HR1262 — Mikaela Naylon Give Kids a Chance Act
Speeds and strengthens pediatric cancer drug development. It expands which cancer products companies must study in children, reshapes organ transplant network governance and fees, and adds new FDA international and transparency steps. - Children with cancer and researchers: Requires pediatric studies that produce clinically meaningful data on dosing, safety, and early effectiveness and widens the kinds of drug combinations studied. It also sets aside $25 million for pediatric drug studies in each of fiscal years 2026, 2027, and 2028. - Transplant patients and transplant network members: Changes Organ Procurement and Transplantation Network governance and financing by allowing quarterly registration fees, requiring those fees fund OPTN operations, improving electronic health record integration, and calling for a GAO review within two years. - FDA partners and drug makers: Creates an Abraham Accords Office to boost regulatory coordination and technical assistance abroad, and forces more transparency during generic (ANDA) reviews about whether generics are qualitatively and quantitatively the same as listed drugs. It also raises the Medicare Improvement Fund amount from $1.4 billion to $2.6 billion. Increases federal outlays by roughly $1.3 billion, driven by a $1.2 billion boost to the Medicare Improvement Fund and $75 million for pediatric studies, adding to federal spending.

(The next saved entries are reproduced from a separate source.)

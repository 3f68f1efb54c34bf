// =============================================================================
// Error types for exchange-facing operations
// =============================================================================
//
// Fetch failures are classified so the retry layer and the scan cycle can
// react differently: rate limits and transient outages are worth retrying,
// an empty or malformed payload is not.

use thiserror::Error;

/// Failure of a single kline fetch.
#[derive(Debug, Error)]
pub enum FetchError {
    /// The exchange answered 429 or 418. Back off before trying again.
    #[error("rate limited by the exchange")]
    RateLimited,

    /// Transport failure or a non-success HTTP status other than a rate
    /// limit.
    #[error("exchange unavailable: {0}")]
    Unavailable(String),

    /// The exchange answered 200 but the payload held no usable candles.
    #[error("empty or malformed kline payload")]
    EmptyResult,
}

impl FetchError {
    /// Whether a retry with backoff has any chance of succeeding.
    pub fn is_retryable(&self) -> bool {
        matches!(self, Self::RateLimited | Self::Unavailable(_))
    }
}

/// Failure while loading the tradable-symbol catalog.
#[derive(Debug, Error)]
pub enum CatalogError {
    #[error("exchange info unavailable: {0}")]
    Unavailable(String),

    /// The exchange answered but nothing matched the quote asset filter.
    #[error("exchange info contained no tradable symbols")]
    NoSymbols,
}
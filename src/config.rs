// =============================================================================
// Screener Configuration — Hot-reloadable scan settings with atomic save
// =============================================================================
//
// Central configuration hub for the Flowboard screener.  Every tunable
// parameter lives here so that scan behaviour can be changed at runtime
// through the API without a restart.
//
// Persistence uses an atomic tmp + rename pattern to prevent corruption on
// crash.  All fields carry `#[serde(default)]` so that adding new fields
// never breaks loading an older config file.
//
// =============================================================================

use std::path::Path;

use anyhow::{Context, Result};
use serde::{Deserialize, Serialize};
use tracing::info;

use crate::types::Interval;

/// On-disk location of the screener config, relative to the working directory.
pub const CONFIG_PATH: &str = "flowboard.json";

// =============================================================================
// Default-value helpers (required by serde `default = "..."` attribute)
// =============================================================================

fn default_true() -> bool {
    true
}

fn default_range_days() -> u32 {
    3
}

fn default_batch_size() -> usize {
    8
}

fn default_batch_pause_ms() -> u64 {
    200
}

fn default_refresh_cooldown_secs() -> u64 {
    30
}

fn default_universe_size() -> usize {
    50
}

fn default_quote_asset() -> String {
    "USDT".to_string()
}

fn default_max_attempts() -> u32 {
    3
}

fn default_backoff_ms() -> u64 {
    1000
}

// =============================================================================
// RetrySettings
// =============================================================================

/// Retry policy for kline fetches that fail with a retryable error.
#[derive(Debug, Clone, Serialize, Deserialize)]
pub struct RetrySettings {
    /// Total attempts per fetch, including the first one. Floored at 1.
    #[serde(default = "default_max_attempts")]
    pub max_attempts: u32,

    /// Pause between attempts, in milliseconds.
    #[serde(default = "default_backoff_ms")]
    pub backoff_ms: u64,
}

impl Default for RetrySettings {
    fn default() -> Self {
        Self {
            max_attempts: default_max_attempts(),
            backoff_ms: default_backoff_ms(),
        }
    }
}

// =============================================================================
// ScreenerConfig
// =============================================================================

/// Top-level configuration for the Flowboard screener.
///
/// Every field has a serde default so that older JSON files missing new fields
/// will still deserialise correctly.
#[derive(Debug, Clone, Serialize, Deserialize)]
pub struct ScreenerConfig {
    // --- Scan shape ----------------------------------------------------------

    /// Kline interval every tracked symbol is scanned at.
    #[serde(default)]
    pub interval: Interval,

    /// Lookback window in days. Together with `interval` this decides the
    /// kline request limit.
    #[serde(default = "default_range_days")]
    pub range_days: u32,

    /// Whether spike-event smoothing is applied on top of the base
    /// pressure series.
    #[serde(default = "default_true")]
    pub smoothing: bool,

    // --- Universe ------------------------------------------------------------

    /// Quote asset the tracked universe is filtered to.
    #[serde(default = "default_quote_asset")]
    pub quote_asset: String,

    /// Maximum number of symbols kept after popularity ranking.
    #[serde(default = "default_universe_size")]
    pub universe_size: usize,

    // --- Pacing --------------------------------------------------------------
    // The exchange weighs kline requests; these keep a full-universe scan
    // under the per-minute budget.

    /// Symbols fetched concurrently per group.
    #[serde(default = "default_batch_size")]
    pub batch_size: usize,

    /// Pause between consecutive groups, in milliseconds.
    #[serde(default = "default_batch_pause_ms")]
    pub batch_pause_ms: u64,

    // --- Refresh -------------------------------------------------------------

    /// Whether the background loop re-runs the scan on its own.
    #[serde(default)]
    pub auto_refresh: bool,

    /// Seconds between the end of one auto-refresh cycle and the start of
    /// the next.
    #[serde(default = "default_refresh_cooldown_secs")]
    pub refresh_cooldown_secs: u64,

    // --- Fetch retry ---------------------------------------------------------

    #[serde(default)]
    pub retry: RetrySettings,
}

impl Default for ScreenerConfig {
    fn default() -> Self {
        Self {
            interval: Interval::H1,
            range_days: default_range_days(),
            smoothing: true,
            quote_asset: default_quote_asset(),
            universe_size: default_universe_size(),
            batch_size: default_batch_size(),
            batch_pause_ms: default_batch_pause_ms(),
            auto_refresh: false,
            refresh_cooldown_secs: default_refresh_cooldown_secs(),
            retry: RetrySettings::default(),
        }
    }
}

impl ScreenerConfig {
    /// Load configuration from a JSON file at `path`.
    ///
    /// If the file does not exist, returns an error so the caller can fall
    /// back to defaults with a warning.
    pub fn load(path: impl AsRef<Path>) -> Result<Self> {
        let path = path.as_ref();

        let content = std::fs::read_to_string(path)
            .with_context(|| format!("failed to read screener config from {}", path.display()))?;

        let config: Self = serde_json::from_str(&content)
            .with_context(|| format!("failed to parse screener config from {}", path.display()))?;

        info!(
            path = %path.display(),
            interval = %config.interval,
            range_days = config.range_days,
            smoothing = config.smoothing,
            "screener config loaded"
        );

        Ok(config)
    }

    /// Persist the current configuration to `path` using an atomic write
    /// (write to `.tmp`, then rename).
    ///
    /// This prevents corruption if the process crashes mid-write.
    pub fn save(&self, path: impl AsRef<Path>) -> Result<()> {
        let path = path.as_ref();

        let content = serde_json::to_string_pretty(self)
            .context("failed to serialise screener config to JSON")?;

        // Atomic write: write to a temporary sibling file, then rename.
        let tmp_path = path.with_extension("json.tmp");

        std::fs::write(&tmp_path, &content)
            .with_context(|| format!("failed to write tmp config to {}", tmp_path.display()))?;

        std::fs::rename(&tmp_path, path)
            .with_context(|| format!("failed to rename tmp config to {}", path.display()))?;

        info!(path = %path.display(), "screener config saved (atomic)");
        Ok(())
    }
}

HR1065 — Protect Our Letter Carriers Act of 2025
Heightened protections for U.S. Postal Service letter carriers. This bill would fund security upgrades, push federal prosecutors to prioritize assaults on postal employees, and align sentencing for those attacks with rules for assaults on law enforcement. - Postal workers would get new security gear and safer collection points via high-security collection boxes and electronic mailbox keys funded at $1.4 billion per year for FY2026–2030. - The Attorney General would be directed to vigorously prosecute assaults on postal employees and to appoint an Assistant U.S. Attorney in every federal judicial district to coordinate those cases not later than one year after enactment. - The U.S. Sentencing Commission would be required to amend guidelines so assaults or robberies against postal employees are treated like assaults on law enforcement, with guideline changes due by May 1 following the first year after enactment. This bill would authorize $1.4 billion per year for FY2026–2030, totaling $7.0 billion in authorized federal spending.
HR1269 — Honoring Our Fallen Heroes Act of 2025
Establishes a presumption that certain exposure-related cancers are line-of-duty injuries for public safety officers. It would define which cancers qualify and create an evidence-based process for adding more. It would apply to deaths and disabilities on or after January 1, 2020 and provide a three-year lookback and filing window. - Public safety officers and families: Gives a legal presumption that qualifying cancers are work-related, lowering the burden to prove line-of-duty injury when filing death or disability claims. - Science-driven eligibility: Enumerates cancers such as bladder, brain, lung, leukemia, and mesothelioma, and lets the Director update the list using evidence from NIOSH, the National Toxicology Program, the National Academies, or IARC. - Claims handling and privacy: Broadens what information may be disclosed to the Office of Justice Programs and third parties, including information identifiable to private persons, and makes those confidentiality changes apply to pending matters as if enacted on December 27, 1979.
HR3514 — Improving Seniors’ Timely Access to Care Act of 2025
Standardize prior authorization in Medicare Advantage plans to make approvals faster and more transparent for beneficiaries and providers. The bill would require plans that use prior authorization to adopt a secure electronic PA program, publish plan-level PA data, and follow federal timeframes and enrollee protections.